Another thing by the way that we learned was that it's very important to keep your bedroom
at a cool temperature. I like to sleep a little more on the warm side, but Robbins was telling me,
you know, you want to make sure it's under 70 degrees, ideally. Even in the winter when you're trying to be all cozy,
you know, under your sheets,
because they have done studies on this
and they have data to show that when they increase
the temperature from that,
people's sleep was more fragmented.
So they were tossing and turning more,
they were more disrupted, they were having more nightmares.
So that's another thing we can do to set ourselves up
to be successful is like keep it cool in your bedroom.
That was the third, just to flag for folks,
that was the third tip for sleep that you've found
to be helpful in your own life, keeping it cool in the room.
I was interested to hear that you're a warm sleeper
because I use air conditioning in the winter to keep the room cold
I have a lot of trouble sleeping unless the room is pretty frigid
I mean
I will say this has been a roller coaster over the past year because I did
Treatment for breast cancer and I had went through chemo and had hot flashes like really terrible hot flashes
So I dealt with that for a long time and that's shifted now.
So then I was all about the air conditioner in the winter.
I was like, this is no problem for me.
I don't even need the heat on, but my base level, yeah.
I feel like my little, like my hands and feet get cold
and I just wanna be tucked up.
Now I understand why you reacted the way you did to my saying
the thing about my dad being a radiation oncologist.
He was actually a specialist in breast cancer
before he retired.
So I'm sorry to hear that you went through that.
Are you doing all right now?
Yeah, I am doing as well as I possibly could be.
So my scans have been clear basically since surgery,
but they did all the other things
as a just in case.
You know, that's how complicated it is with cancer.
It's like they don't know for sure that like a little bit of it didn't get out.
A little micrometastases could be somewhere in your body.
That's why I had to do chemo and that's why they do radiation.
But I get checked regularly.
It's hard to know what to say because people who
haven't gone through cancer or like haven't maybe had a family member go through it, they ask,
or are you in remission or are you cancer free?
And it's like a little hard to answer those questions, like as far as I know.
But I feel good, I feel healthy.
It's just one of those things that is gonna be with you.
It's just gonna be a thing that you have to be careful about
and check on.
And I was already interested in living a healthy life,
but now I also know what a big role these kinds of practices play in preventing
a recurrence of breast cancer, specifically because breast cancer is hormone mediated.
And so sleep plays a big role.

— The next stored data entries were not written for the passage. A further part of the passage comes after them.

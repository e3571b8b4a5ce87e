//! Side effects requested by the event handler.
//!
//! [`handle_event`](crate::app::handle_event) never talks to the host. It
//! returns actions and the plugin shim executes them in order.

use crate::http::HttpRequest;

#[derive(Debug, Clone, PartialEq)]
pub enum Action {
    /// Hides the plugin pane.
    CloseFocus,

    /// Sends a request through `web_request`. The interceptor has already
    /// stamped it, so the shim must dispatch it exactly as given.
    Dispatch(HttpRequest),

    /// Arms a host timer; its expiry arrives as a tick event.
    ScheduleTimer { seconds: f64 },
}
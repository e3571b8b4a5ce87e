//! Header component renderer.

use crate::ui::helpers::render_centered;
use crate::ui::theme::Theme;
use crate::ui::viewmodel::HeaderInfo;

/// Renders the bold, centered title bar at `row` and returns the next row.
///
/// `header_bg` fills the whole line when the theme sets one.
pub fn render_header(row: usize, header: &HeaderInfo, theme: &Theme, cols: usize) -> usize {
    let mut style = format!("{}{}", Theme::bold(), Theme::fg(&theme.colors.header_fg));
    if let Some(bg) = &theme.colors.header_bg {
        style.push_str(&Theme::bg(bg));
    }

    render_centered(row, &header.title, &style, cols);
    row + 1
}
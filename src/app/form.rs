//! Add/edit employee form.
//!
//! The form holds raw text for every field and validates only on submit.
//! Validation failures are attached to the offending fields and the first
//! one is returned as [`RosterError::Validation`].

use chrono::NaiveDate;
use once_cell::sync::Lazy;
use regex::Regex;

use crate::domain::error::{Result, RosterError};
use crate::domain::{parse_join_date, Employee, EmployeeDraft, EmployeeId, EmployeeStatus};

/// Positions offered by the position picker.
pub const POSITIONS: [&str; 20] = [
    "Software Engineer",
    "Senior Software Engineer",
    "Lead Software Engineer",
    "Frontend Developer",
    "Backend Developer",
    "Full Stack Developer",
    "DevOps Engineer",
    "Product Manager",
    "Project Manager",
    "UI/UX Designer",
    "Data Scientist",
    "Data Analyst",
    "Quality Assurance Engineer",
    "Business Analyst",
    "Marketing Manager",
    "Sales Representative",
    "HR Manager",
    "Finance Manager",
    "Operations Manager",
    "Customer Support Representative",
];

/// Departments offered by the department picker.
pub const DEPARTMENTS: [&str; 12] = [
    "Engineering",
    "Product",
    "Design",
    "Marketing",
    "Sales",
    "Human Resources",
    "Finance",
    "Operations",
    "Customer Support",
    "Data & Analytics",
    "Quality Assurance",
    "DevOps",
];

static EMAIL_RE: Lazy<Regex> =
    Lazy::new(|| Regex::new(r"^[^\s@]+@[A-Za-z0-9-]+(?:\.[A-Za-z0-9-]+)*$").expect("email pattern compiles"));
static PHONE_RE: Lazy<Regex> = Lazy::new(|| Regex::new(r"^\+?[1-9][0-9]{0,15}$").expect("phone pattern compiles"));

const STATUSES: [&str; 3] = [
    EmployeeStatus::Active.label(),
    EmployeeStatus::Inactive.label(),
    EmployeeStatus::OnLeave.label(),
];

#[derive(Debug, Clone, Copy, PartialEq, Eq, Hash)]
pub enum Field {
    FirstName,
    LastName,
    Email,
    Phone,
    Position,
    Department,
    Salary,
    JoinDate,
    Status,
}

impl Field {
    /// Tab order.
    pub const ALL: [Self; 9] = [
        Self::FirstName,
        Self::LastName,
        Self::Email,
        Self::Phone,
        Self::Position,
        Self::Department,
        Self::Salary,
        Self::JoinDate,
        Self::Status,
    ];

    #[must_use]
    pub const fn label(self) -> &'static str {
        match self {
            Self::FirstName => "First Name",
            Self::LastName => "Last Name",
            Self::Email => "Email",
            Self::Phone => "Phone",
            Self::Position => "Position",
            Self::Department => "Department",
            Self::Salary => "Salary",
            Self::JoinDate => "Join Date",
            Self::Status => "Status",
        }
    }

    /// Fixed options for picker fields, `None` for free text.
    #[must_use]
    pub const fn choices(self) -> Option<&'static [&'static str]> {
        match self {
            Self::Position => Some(&POSITIONS),
            Self::Department => Some(&DEPARTMENTS),
            Self::Status => Some(&STATUSES),
            _ => None,
        }
    }

    const fn index(self) -> usize {
        self as usize
    }
}

#[derive(Debug, Clone, Copy, PartialEq, Eq)]
pub enum FormMode {
    Add,
    Edit(EmployeeId),
}

#[derive(Debug, Clone, PartialEq, Eq, Default)]
pub struct FieldState {
    pub value: String,
    pub error: Option<String>,
}

#[derive(Debug, Clone, PartialEq, Eq)]
pub struct EmployeeForm {
    pub mode: FormMode,
    fields: [FieldState; 9],
    focus: usize,
    /// Picker values carried over from the edited record that are not in
    /// the fixed option lists.
    kept: Vec<(Field, String)>,
    /// Set while the create/update request is in flight.
    pub submitting: bool,
}

impl EmployeeForm {
    /// Empty add form. Join date defaults to `today`, status to Active.
    #[must_use]
    pub fn new_add(today: NaiveDate) -> Self {
        let mut form = Self {
            mode: FormMode::Add,
            fields: Default::default(),
            focus: 0,
            kept: Vec::new(),
            submitting: false,
        };
        form.set(Field::JoinDate, today.format("%Y-%m-%d").to_string());
        form.set(Field::Status, EmployeeStatus::Active.label());
        form
    }

    /// Edit form pre-filled from `employee`.
    ///
    /// A position or department outside the fixed lists stays selectable so
    /// the record can be saved unchanged.
    #[must_use]
    pub fn for_employee(employee: &Employee) -> Self {
        let kept = [
            (Field::Position, employee.position.as_str()),
            (Field::Department, employee.department.as_str()),
        ]
        .into_iter()
        .filter(|(field, value)| {
            !value.trim().is_empty() && field.choices().is_some_and(|options| !options.contains(value))
        })
        .map(|(field, value)| (field, value.to_string()))
        .collect();

        let mut form = Self {
            mode: FormMode::Edit(employee.id),
            fields: Default::default(),
            focus: 0,
            kept,
            submitting: false,
        };
        form.set(Field::FirstName, employee.first_name.as_str());
        form.set(Field::LastName, employee.last_name.as_str());
        form.set(Field::Email, employee.email.as_str());
        form.set(Field::Phone, employee.phone.as_str());
        form.set(Field::Position, employee.position.as_str());
        form.set(Field::Department, employee.department.as_str());
        form.set(Field::Salary, format_salary_input(employee.salary));
        form.set(Field::JoinDate, employee.join_date.format("%Y-%m-%d").to_string());
        form.set(Field::Status, employee.status.label());
        form
    }

    #[must_use]
    pub const fn title(&self) -> &'static str {
        match self.mode {
            FormMode::Add => "Add New Employee",
            FormMode::Edit(_) => "Edit Employee",
        }
    }

    /// Options for a picker field, `None` for free text.
    #[must_use]
    pub fn options(&self, field: Field) -> Option<Vec<&str>> {
        let mut options: Vec<&str> = field.choices()?.to_vec();
        options.extend(
            self.kept
                .iter()
                .filter(|(kept, _)| *kept == field)
                .map(|(_, value)| value.as_str()),
        );
        Some(options)
    }

    #[must_use]
    pub fn value(&self, field: Field) -> &str {
        &self.fields[field.index()].value
    }

    #[must_use]
    pub fn error(&self, field: Field) -> Option<&str> {
        self.fields[field.index()].error.as_deref()
    }

    pub fn set(&mut self, field: Field, value: impl Into<String>) {
        let state = &mut self.fields[field.index()];
        state.value = value.into();
        state.error = None;
    }

    #[must_use]
    pub const fn focused(&self) -> Field {
        Field::ALL[self.focus]
    }

    pub fn focus_next(&mut self) {
        self.focus = (self.focus + 1) % Field::ALL.len();
    }

    pub fn focus_previous(&mut self) {
        self.focus = self.focus.checked_sub(1).unwrap_or(Field::ALL.len() - 1);
    }

    /// Types into the focused text field. Picker fields ignore typing.
    pub fn input_char(&mut self, c: char) {
        let field = self.focused();
        if field.choices().is_some() || c.is_control() {
            return;
        }
        let state = &mut self.fields[field.index()];
        state.value.push(c);
        state.error = None;
    }

    pub fn backspace(&mut self) {
        let field = self.focused();
        if field.choices().is_some() {
            return;
        }
        let state = &mut self.fields[field.index()];
        state.value.pop();
        state.error = None;
    }

    /// Steps the focused picker to its next or previous option.
    ///
    /// An unset picker starts at the first (or last) option.
    pub fn cycle_choice(&mut self, forward: bool) {
        let field = self.focused();
        let Some(options) = self.options(field) else {
            return;
        };
        let current = options.iter().position(|o| *o == self.value(field));
        let next = match (current, forward) {
            (None, true) => 0,
            (None, false) => options.len() - 1,
            (Some(i), true) => (i + 1) % options.len(),
            (Some(i), false) => i.checked_sub(1).unwrap_or(options.len() - 1),
        };
        let value = options[next].to_string();
        self.set(field, value);
    }

    /// Validates every field and builds the request payload.
    ///
    /// # Errors
    ///
    /// Returns [`RosterError::Validation`] carrying the first field error. All
    /// field errors are kept on the form for display.
    pub fn validate(&mut self) -> Result<EmployeeDraft> {
        for field in Field::ALL {
            let error = check(field, self.value(field), self.options(field).as_deref()).err();
            self.fields[field.index()].error = error;
        }

        if let Some(message) = self.fields.iter().find_map(|f| f.error.clone()) {
            tracing::debug!(%message, "form validation failed");
            return Err(RosterError::Validation(message));
        }

        let salary = self.value(Field::Salary).trim().parse::<f64>().map_err(|_| invalid(Field::Salary))?;
        let join_date = parse_join_date(self.value(Field::JoinDate)).ok_or_else(|| invalid(Field::JoinDate))?;
        let status = EmployeeStatus::from_label(self.value(Field::Status)).ok_or_else(|| invalid(Field::Status))?;

        Ok(EmployeeDraft {
            first_name: self.value(Field::FirstName).trim().to_string(),
            last_name: self.value(Field::LastName).trim().to_string(),
            email: self.value(Field::Email).trim().to_string(),
            phone: self.value(Field::Phone).trim().to_string(),
            position: self.value(Field::Position).to_string(),
            department: self.value(Field::Department).to_string(),
            salary,
            join_date,
            status,
        })
    }
}

fn invalid(field: Field) -> RosterError {
    RosterError::Validation(format!("{} is invalid", field.label()))
}

/// Validates one field. Picker fields must hold one of `options`.
fn check(field: Field, raw: &str, options: Option<&[&str]>) -> std::result::Result<(), String> {
    let value = raw.trim();
    if value.is_empty() {
        return Err(format!("{} is required", field.label()));
    }

    match field {
        Field::FirstName | Field::LastName if value.chars().count() < 2 => {
            Err(format!("{} must be at least 2 characters", field.label()))
        }
        Field::Email if !EMAIL_RE.is_match(value) => Err("Please enter a valid email address".to_string()),
        Field::Phone if !PHONE_RE.is_match(value) => Err("Please enter a valid phone number".to_string()),
        Field::Salary => match value.parse::<f64>() {
            Ok(amount) if amount.is_finite() && amount >= 0.0 => Ok(()),
            Ok(_) => Err("Salary must be greater than 0".to_string()),
            Err(_) => Err("Salary must be a number".to_string()),
        },
        Field::JoinDate if parse_join_date(value).is_none() => {
            Err("Join Date must be a date (YYYY-MM-DD)".to_string())
        }
        Field::Position | Field::Department | Field::Status => {
            if options.is_some_and(|options| options.contains(&value)) {
                Ok(())
            } else {
                Err(format!("Please select a valid {}", field.label().to_lowercase()))
            }
        }
        _ => Ok(()),
    }
}

fn format_salary_input(salary: f64) -> String {
    if salary.fract() == 0.0 {
        format!("{salary:.0}")
    } else {
        salary.to_string()
    }
}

What you eat plays a big role. And also exercise does.
There have been studies that show it can decrease the risk of a recurrence
significantly if people, women exercise regularly, like get like the recommended amount that
the government recommends every week.
And so seeing those numbers, I was like, okay, I really need to be consistent about this.
This is going to help me maybe as much as taking this
pill is helping me, you know? Yeah, motivation to get even more serious about
the things we've been talking about, but also perhaps even an enhanced and
broadened perspective on the whole business of being alive. Yeah, I definitely
don't take it for granted. I never did, to be honest. I lost a few family
members when I was pretty young, an aunt and an uncle who both died young. My uncle was,
I think he was like 52, died from a heart attack. And my aunt, my aunt, she died from colon cancer
in her 50s. And I was like under 10 years old, very close to both of them.
So I think I always had this idea that that can happen, you know, when you're pretty
young and I've always lived in a way that's very like seize the day kind of, nothing is
promised and I was always pretty careful.
That's the thing, like a lot of people who get cancer young are like,
wait, I did all the right things.
I thought I was doing all the right things.
And then you realize there are more things you could do,
and there is more ways to avoid environmental toxins or try to.
But there's this feeling of like, maybe I've realized that you can do all
the right things and bad things can still happen.
It's not your
fault, but also very much like I said this to some friends and family at the time. People were asking
me if I was feeling like, why me? Why did this happen to me? And I was like, you know, not really
because it's a little like why not me?
I think it's one in two people get cancer
in their lifetimes and one in eight women
get breast cancer.
So I was like, well, those aren't great odds.
It has to happen to somebody.
But if it's why not me that this could happen,
then also why not me, why can't I have amazing experiences after I'm done with treatment?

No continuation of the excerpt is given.